INVESTIGADORES
ADROVER Jorge Gabriel
congresos y reuniones científicas
Título:
Robust canonical analysis
Autor/es:
JORGE G. ADROVER AND STELLA M. DONATO
Reunión:
Congreso; International Congress on Robust Statistics; 2011
Resumen:
Canonical correlation analysis (CCA) is a dimension-reduction technique in which two random vectors from higher dimensional spaces are reduced to a new pair of low dimensional vectors after applying linear transformations to each of them while retaining as much information as possible. The components of the transformed vectors are called canonical variables. One seeks linear combinations of the original vectors maximizing the same correlation subject to the constraint that they are to be uncorrelated with the previous canonical variables within each vector. By these means one actually gets two transformed random vectors of lower dimension whose expected square difference has been minimized subject to have uncorrelated components of unit variance within each vector. Since the closeness between the two transformed vectors is evaluated through a highly sensitive measure to outlying observations as the mean square loss, the linear transformations we are seeking are also affected.
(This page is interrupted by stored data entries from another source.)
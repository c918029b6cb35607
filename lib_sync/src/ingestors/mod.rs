//! # Update Sources
//!
//! The two network-facing update sources of the sync layer.
//!
//! ## Contained Modules:
//! - **`push_wss`**: the push transport client. One persistent connection with
//!   heartbeat, reconnect backoff, a subscription registry and typed dispatch.
//! - **`polling`**: the adaptive pull scheduler. Independent self-rescheduling
//!   tasks with backoff, dependency gates and environment reactivity.
//! - **`connector`**: how the transport opens sessions (WebSocket or in-process).
//! - **`frames`**: the JSON wire envelope and decoded notifications.
//! - **`backoff`**: reconnect delay policy and the shared jitter helper.

#![forbid(unsafe_code)]
#![warn(missing_docs, rust_2018_idioms, unused_qualifications)]

/// Reconnect delay policy.
pub mod backoff;
/// Session connectors.
pub mod connector;
/// Wire frames.
pub mod frames;
/// Adaptive polling scheduler.
pub mod polling;
/// Push transport client.
pub mod push_wss;

pub use backoff::ReconnectPolicy;
pub use connector::{ChannelConnector, Connector, ServerAcceptor, ServerEnd, WssConnector};
pub use frames::{Action, Frame, NotificationMessage};
pub use polling::{PollTask, PollingScheduler, Priority, TaskPhase, TaskStatus};
pub use push_wss::{ConnectionState, ConnectionStatus, TransportClient};
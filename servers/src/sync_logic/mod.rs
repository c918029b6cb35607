pub mod config;
pub mod downstream;
pub mod logger;
pub mod resources;
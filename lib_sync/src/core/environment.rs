//! # Environment Observer
//!
//! The scheduler never looks at platform APIs directly. It asks an
//! [`EnvironmentObserver`] whether the consumer is in the foreground, whether
//! the network is reachable and when the user last did something, and it
//! listens for transitions of those signals.
//!
//! [`SharedEnvironment`] is the settable implementation: desktop shells, web
//! bridges or tests flip its flags. [`spawn_network_watch`] keeps its network
//! flag honest by periodically opening a TCP connection to a well-known host.

use std::sync::atomic::{AtomicBool, Ordering};
use std::sync::{Arc, Mutex};
use std::time::Duration;

use tokio::net::TcpStream;
use tokio::sync::broadcast;
use tokio::task::JoinHandle;
use tokio::time::Instant;
use tokio_util::sync::CancellationToken;

use super::lock_or_recover;
use crate::configs::PollingConfig;

/// A transition of one of the environment signals.
#[derive(Debug, Clone, Copy, PartialEq, Eq)]
pub enum EnvironmentEvent {
    /// The consumer became visible.
    Foreground,
    /// The consumer was hidden.
    Background,
    /// Connectivity came back.
    NetworkUp,
    /// Connectivity was lost.
    NetworkDown,
    /// The user interacted again after a period of inactivity.
    UserActive,
}

/// Capability interface over platform signals.
pub trait EnvironmentObserver: Send + Sync {
    /// True while the consumer is visible.
    fn is_foreground(&self) -> bool;
    /// True while the network is believed reachable.
    fn is_network_up(&self) -> bool;
    /// Time of the last observed user interaction, if any was ever observed.
    fn last_user_activity_at(&self) -> Option<Instant>;
    /// Stream of signal transitions.
    fn events(&self) -> broadcast::Receiver<EnvironmentEvent>;
}

/// Settable environment that broadcasts transitions.
pub struct SharedEnvironment {
    foreground: AtomicBool,
    network_up: AtomicBool,
    last_activity: Mutex<Option<Instant>>,
    inactivity_threshold: Duration,
    events: broadcast::Sender<EnvironmentEvent>,
}

impl SharedEnvironment {
    /// Starts foregrounded, online and with no recorded activity.
    pub fn new(inactivity_threshold: Duration) -> Self {
        let (events, _) = broadcast::channel(64);
        Self {
            foreground: AtomicBool::new(true),
            network_up: AtomicBool::new(true),
            last_activity: Mutex::new(None),
            inactivity_threshold,
            events,
        }
    }

    /// Environment whose `UserActive` events use the same inactivity threshold
    /// as a scheduler built from `config`.
    pub fn for_polling(config: &PollingConfig) -> Self {
        Self::new(config.inactivity_threshold())
    }

    /// Threshold after which the user counts as inactive.
    pub fn inactivity_threshold(&self) -> Duration {
        self.inactivity_threshold
    }

    /// Records a visibility change. Emits an event only on an actual transition.
    pub fn set_foreground(&self, foreground: bool) {
        if self.foreground.swap(foreground, Ordering::SeqCst) != foreground {
            log::debug!("[env] foreground={}", foreground);
            self.emit(if foreground {
                EnvironmentEvent::Foreground
            } else {
                EnvironmentEvent::Background
            });
        }
    }

    /// Records a connectivity change. Emits an event only on an actual transition.
    pub fn set_network_up(&self, up: bool) {
        if self.network_up.swap(up, Ordering::SeqCst) != up {
            log::info!("[env] network {}", if up { "up" } else { "down" });
            self.emit(if up {
                EnvironmentEvent::NetworkUp
            } else {
                EnvironmentEvent::NetworkDown
            });
        }
    }

    /// Marks the user as active now. Emits `UserActive` when waking from inactivity.
    pub fn record_user_activity(&self) {
        let now = Instant::now();
        let was_inactive = {
            let mut last = lock_or_recover(&self.last_activity);
            let was_inactive = is_stale(*last, now, self.inactivity_threshold);
            *last = Some(now);
            was_inactive
        };
        if was_inactive {
            self.emit(EnvironmentEvent::UserActive);
        }
    }

    /// True when activity was observed once but not within the threshold.
    pub fn is_user_inactive(&self) -> bool {
        is_stale(
            *lock_or_recover(&self.last_activity),
            Instant::now(),
            self.inactivity_threshold,
        )
    }

    fn emit(&self, event: EnvironmentEvent) {
        // No receivers is fine: nobody is scheduling yet.
        let _ = self.events.send(event);
    }
}

impl Default for SharedEnvironment {
    fn default() -> Self {
        Self::for_polling(&PollingConfig::default())
    }
}

impl EnvironmentObserver for SharedEnvironment {
    fn is_foreground(&self) -> bool {
        self.foreground.load(Ordering::SeqCst)
    }

    fn is_network_up(&self) -> bool {
        self.network_up.load(Ordering::SeqCst)
    }

    fn last_user_activity_at(&self) -> Option<Instant> {
        *lock_or_recover(&self.last_activity)
    }

    fn events(&self) -> broadcast::Receiver<EnvironmentEvent> {
        self.events.subscribe()
    }
}

/// Activity is stale only if some was seen and it is older than `threshold`.
/// Never having seen activity means "no signal", which counts as active.
pub fn is_stale(last: Option<Instant>, now: Instant, threshold: Duration) -> bool {
    match last {
        Some(at) => now.saturating_duration_since(at) > threshold,
        None => false,
    }
}

/// Periodically dials `address` over TCP and mirrors reachability into `env`.
pub fn spawn_network_watch(
    env: Arc<SharedEnvironment>,
    address: String,
    interval: Duration,
    cancel: CancellationToken,
) -> JoinHandle<()> {
    tokio::spawn(async move {
        log::info!("[env] probing {} every {:?}", address, interval);
        loop {
            let reachable = check_connection(&address, Duration::from_secs(3)).await;
            env.set_network_up(reachable);

            tokio::select! {
                _ = cancel.cancelled() => break,
                _ = tokio::time::sleep(interval) => {}
            }
        }
    })
}

async fn check_connection(address: &str, timeout: Duration) -> bool {
    matches!(
        tokio::time::timeout(timeout, TcpStream::connect(address)).await,
        Ok(Ok(_))
    )
}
Rather, we suggest using a robust univariate dispersion measure (like an M-scale) based on the difference of the transformed vectors to derive robust S-estimators for canonical vectors and correlations. We also state that there is an equivalence between CCA and Principal Component Analysis (PCA) after concatening the standardized original vectors. This result allows us to perform an iterative algorithm by exploiting the existence of efficient algorithms for S-estimation in the context of PCA. A simulation study is conducted to compare the new procedure with some other robust competitors available in the literature, showing a remarkable performance. We also prove that the proposal is Fisher consistent.